A Strange Land, Now Familiar
The following essay is from the NPR My Cancer weekly podcast:
Ten months ago, when I was diagnosed with this latest round of cancer, the disease took over my life. It consumed everything. Whatever I did, thought, planned, hoped for, feared — everything passed through the prism of cancer.
I told myself at the time, and I told others as well, that I wasn't my disease. But I don't think that was really true. I think to most people in my life, I stopped being me. I became a cancer patient. That scared them. Heck, it scared me.
And everything really did change. I had to find a way to work around the chemo schedule, find a way to still be productive — even on the worst days. My body changed. Terms like "CEA," "CT scan" and "MRI" were new additions to my vocabulary. I became a stranger in a strange land.
A lot has happened in these last ten months. But maybe the biggest change is that the novelty — I really mean the total disruption of my life — has mostly worn off.
My medical treatment has become a routine. Chemo on Monday, blood work the following Monday, scans at regular intervals. I take the pills about the same time every day. It's part of my morning, just like shaving or brushing my teeth, and part of my evening, too. I know how to schedule things in three-week cycles to match the chemo. That first week, I'm not worth very much. Second week, better, I can do just about everything. The third week, my week off? Life's almost back to normal. That's when I try to do more social things, see friends, live my old life.
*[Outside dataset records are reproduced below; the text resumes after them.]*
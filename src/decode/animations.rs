//! `<animation>` builder.
//!
//! Animations nest to any depth. Each one is pushed into the library arena
//! and registered when its start tag is read, so a parent always precedes
//! its nested animations and its index is known when sources and samplers
//! register. Nesting is followed with an explicit stack rather than
//! recursion; the walker's depth limit is the only bound.

use super::{asset, source, Context};
use crate::core::{Element, TokenSource};
use crate::dom::{Animation, Channel, Handle, Input, Library, Reference, Sampler};
use crate::util::Result;

pub(crate) fn animation<S: TokenSource>(
    ctx: &mut Context<'_, S>,
    lib: &mut Library<Animation>,
    el: &Element,
) -> Result<usize> {
    let root = open(ctx, lib, el);
    // Nested animations still open, innermost last.
    let mut open_stack: Vec<(usize, Element)> = Vec::new();

    loop {
        let (index, parent) = match open_stack.last() {
            Some((index, parent)) => (*index, parent),
            None => (root, el),
        };
        let Some(child) = ctx.next_child(parent)? else {
            if open_stack.pop().is_none() {
                break;
            }
            continue;
        };

        match child.name() {
            "animation" => {
                let nested = open(ctx, lib, &child);
                if let Some(anim) = lib.get_mut(index) {
                    anim.children.push(nested);
                }
                open_stack.push((nested, child));
            }
            "source" => {
                let slot = lib.get(index).map_or(0, |a| a.sources.len());
                let src = source::source(ctx, &child, index, slot)?;
                if let Some(anim) = lib.get_mut(index) {
                    anim.sources.push(src);
                }
            }
            "sampler" => {
                let slot = lib.get(index).map_or(0, |a| a.samplers.len());
                let built = sampler(ctx, &child, index, slot)?;
                if let Some(anim) = lib.get_mut(index) {
                    anim.samplers.push(built);
                }
            }
            "channel" => {
                let built = channel(ctx, &child)?;
                if let Some(anim) = lib.get_mut(index) {
                    anim.channels.push(built);
                }
            }
            "asset" => {
                asset::asset(ctx, &child)?;
            }
            "extra" => {
                let parent = open_stack.last().map_or(el, |(_, parent)| parent);
                ctx.unsupported(parent, &child)?
            }
            _ => {
                let parent = open_stack.last().map_or(el, |(_, parent)| parent);
                ctx.unknown(parent, &child)?
            }
        }
    }
    Ok(root)
}

/// Push an empty animation for `el` and register its id.
fn open<S: TokenSource>(ctx: &mut Context<'_, S>, lib: &mut Library<Animation>, el: &Element) -> usize {
    let id = el.attr_string("id");
    let index = lib.push(Animation {
        id: id.clone(),
        name: el.attr_string("name"),
        ..Animation::default()
    });
    ctx.register(id.as_deref(), Handle::Animation(index), el.name());
    index
}

fn sampler<S: TokenSource>(ctx: &mut Context<'_, S>, el: &Element, animation: usize, index: usize) -> Result<Sampler> {
    let mut sampler = Sampler {
        id: el.attr_string("id"),
        inputs: Vec::new(),
    };
    ctx.register(sampler.id.as_deref(), Handle::Sampler { animation, index }, el.name());
    while let Some(child) = ctx.next_child(el)? {
        match child.name() {
            "input" => sampler.inputs.push(input(ctx, &child)?),
            _ => ctx.unknown(el, &child)?,
        }
    }
    Ok(sampler)
}

/// Decode an `<input>` and queue its source reference.
pub(crate) fn input<S: TokenSource>(ctx: &mut Context<'_, S>, el: &Element) -> Result<Input> {
    let semantic = el.required("semantic")?.to_string();
    let url = el.required("source")?;
    ctx.reference(url, el.name(), "source");
    Ok(Input {
        semantic,
        source: Reference::new(url),
        offset: el.parse_attr("offset")?.unwrap_or(0),
        set: el.parse_attr("set")?,
    })
}

fn channel<S: TokenSource>(ctx: &mut Context<'_, S>, el: &Element) -> Result<Channel> {
    let url = el.required("source")?;
    let target = el.required("target")?.to_string();
    ctx.reference(url, el.name(), "source");
    Ok(Channel {
        source: Reference::new(url),
        target,
    })
}
//! Utility types and functions for the decoder.
//!
//! - [`Error`] / [`Result`] / [`DecodeError`] - Error handling
//! - Text-to-value parsing and math type re-exports from glam

mod error;
mod values;

pub use error::*;
pub use values::*;
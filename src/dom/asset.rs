//! Asset metadata (`<asset>`), found on the document and on libraries.

/// Document authoring information.
#[derive(Clone, Debug, Default, PartialEq)]
pub struct Asset {
    pub contributors: Vec<Contributor>,
    pub created: Option<String>,
    pub modified: Option<String>,
    pub keywords: Option<String>,
    pub revision: Option<String>,
    pub subject: Option<String>,
    pub title: Option<String>,
    pub unit: Unit,
    pub up_axis: UpAxis,
}

/// One `<contributor>` entry.
#[derive(Clone, Debug, Default, PartialEq, Eq)]
pub struct Contributor {
    pub author: Option<String>,
    pub authoring_tool: Option<String>,
    pub comments: Option<String>,
    pub copyright: Option<String>,
    pub source_data: Option<String>,
}

/// Distance unit (`<unit name="centimeter" meter="0.01"/>`).
#[derive(Clone, Debug, PartialEq)]
pub struct Unit {
    pub name: String,
    /// Length of one unit in meters.
    pub meter: f64,
}

impl Default for Unit {
    fn default() -> Self {
        Self {
            name: "meter".to_string(),
            meter: 1.0,
        }
    }
}

/// Up direction of the document's coordinate system.
#[derive(Clone, Copy, Debug, Default, PartialEq, Eq)]
pub enum UpAxis {
    X,
    #[default]
    Y,
    Z,
}

impl UpAxis {
    /// Parse `X_UP` / `Y_UP` / `Z_UP`.
    pub fn parse(s: &str) -> Option<Self> {
        match s.trim() {
            "X_UP" => Some(Self::X),
            "Y_UP" => Some(Self::Y),
            "Z_UP" => Some(Self::Z),
            _ => None,
        }
    }

    /// Element text form.
    pub fn as_str(&self) -> &'static str {
        match self {
            Self::X => "X_UP",
            Self::Y => "Y_UP",
            Self::Z => "Z_UP",
        }
    }
}
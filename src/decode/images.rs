//! `<image>` builder.
//!
//! Accepts both layouts:
//! - 1.4: `<init_from>file.png</init_from>` or `<data>` hex bytes
//! - 1.5: `<init_from><ref>file.png</ref></init_from>` or `<init_from><hex>`

use super::{asset, Context};
use crate::core::{Element, TokenSource};
use crate::dom::{Handle, Image, ImageSource, Library};
use crate::util::{parse_hex, Result};

pub(crate) fn image<S: TokenSource>(ctx: &mut Context<'_, S>, lib: &mut Library<Image>, el: &Element) -> Result<usize> {
    let image = Image {
        id: el.attr_string("id"),
        name: el.attr_string("name"),
        format: el.attr_string("format"),
        width: el.parse_attr("width")?.unwrap_or(0),
        height: el.parse_attr("height")?.unwrap_or(0),
        depth: el.parse_attr("depth")?.unwrap_or(0),
        source: None,
    };
    let id = image.id.clone();
    let index = lib.push(image);
    ctx.register(id.as_deref(), Handle::Image(index), el.name());

    let mut source = None;
    while let Some(child) = ctx.next_child(el)? {
        match child.name() {
            "init_from" => source = init_from(ctx, &child)?,
            "data" => source = Some(ImageSource::Data(parse_hex("data", &child.text)?)),
            "asset" => {
                asset::asset(ctx, &child)?;
            }
            "create_2d" | "create_3d" | "create_cube" | "renderable" | "extra" => ctx.unsupported(el, &child)?,
            _ => ctx.unknown(el, &child)?,
        }
    }

    if let Some(image) = lib.get_mut(index) {
        image.source = source;
    }
    Ok(index)
}

fn init_from<S: TokenSource>(ctx: &mut Context<'_, S>, el: &Element) -> Result<Option<ImageSource>> {
    let mut source = el.text_opt().map(ImageSource::InitFrom);
    while let Some(child) = ctx.next_child(el)? {
        match child.name() {
            "ref" => source = child.text_opt().map(ImageSource::InitFrom),
            "hex" => source = Some(ImageSource::Data(parse_hex("hex", &child.text)?)),
            _ => ctx.unknown(el, &child)?,
        }
    }
    Ok(source)
}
The fears are not as powerful as they used to be. For almost a year, I've been having conversations about my death, and when and how it might come. The more you talk about anything, the more it loses its power to frighten or depress you — even death. I know much more about the disease now, so a lot of the mystery about what's actually happening inside me is gone, too.
One person wrote in to the My Cancer blog saying that cancer makes us lose our vanity. I think that's certainly true. One of my doctors said having cancer means more people will want to talk to you about things you don't want to talk about. He was absolutely right. But I'm well past any squeamishness like that now. You want to talk about the disease — mine or anyone else's? No problem.
Now, this doesn't mean everything's just fine. It isn't. But it's funny what we can get used to. Ten months ago, when the words "brain tumor" and "lung tumors" were still echoing in my head, the doctors said a cure was unlikely. But their goal was to enable me to live with my cancer as long as possible. And that's what's happened. I have learned to live with my cancer. I guess I'm no longer a stranger in this strange land of cancer. Now it's my home.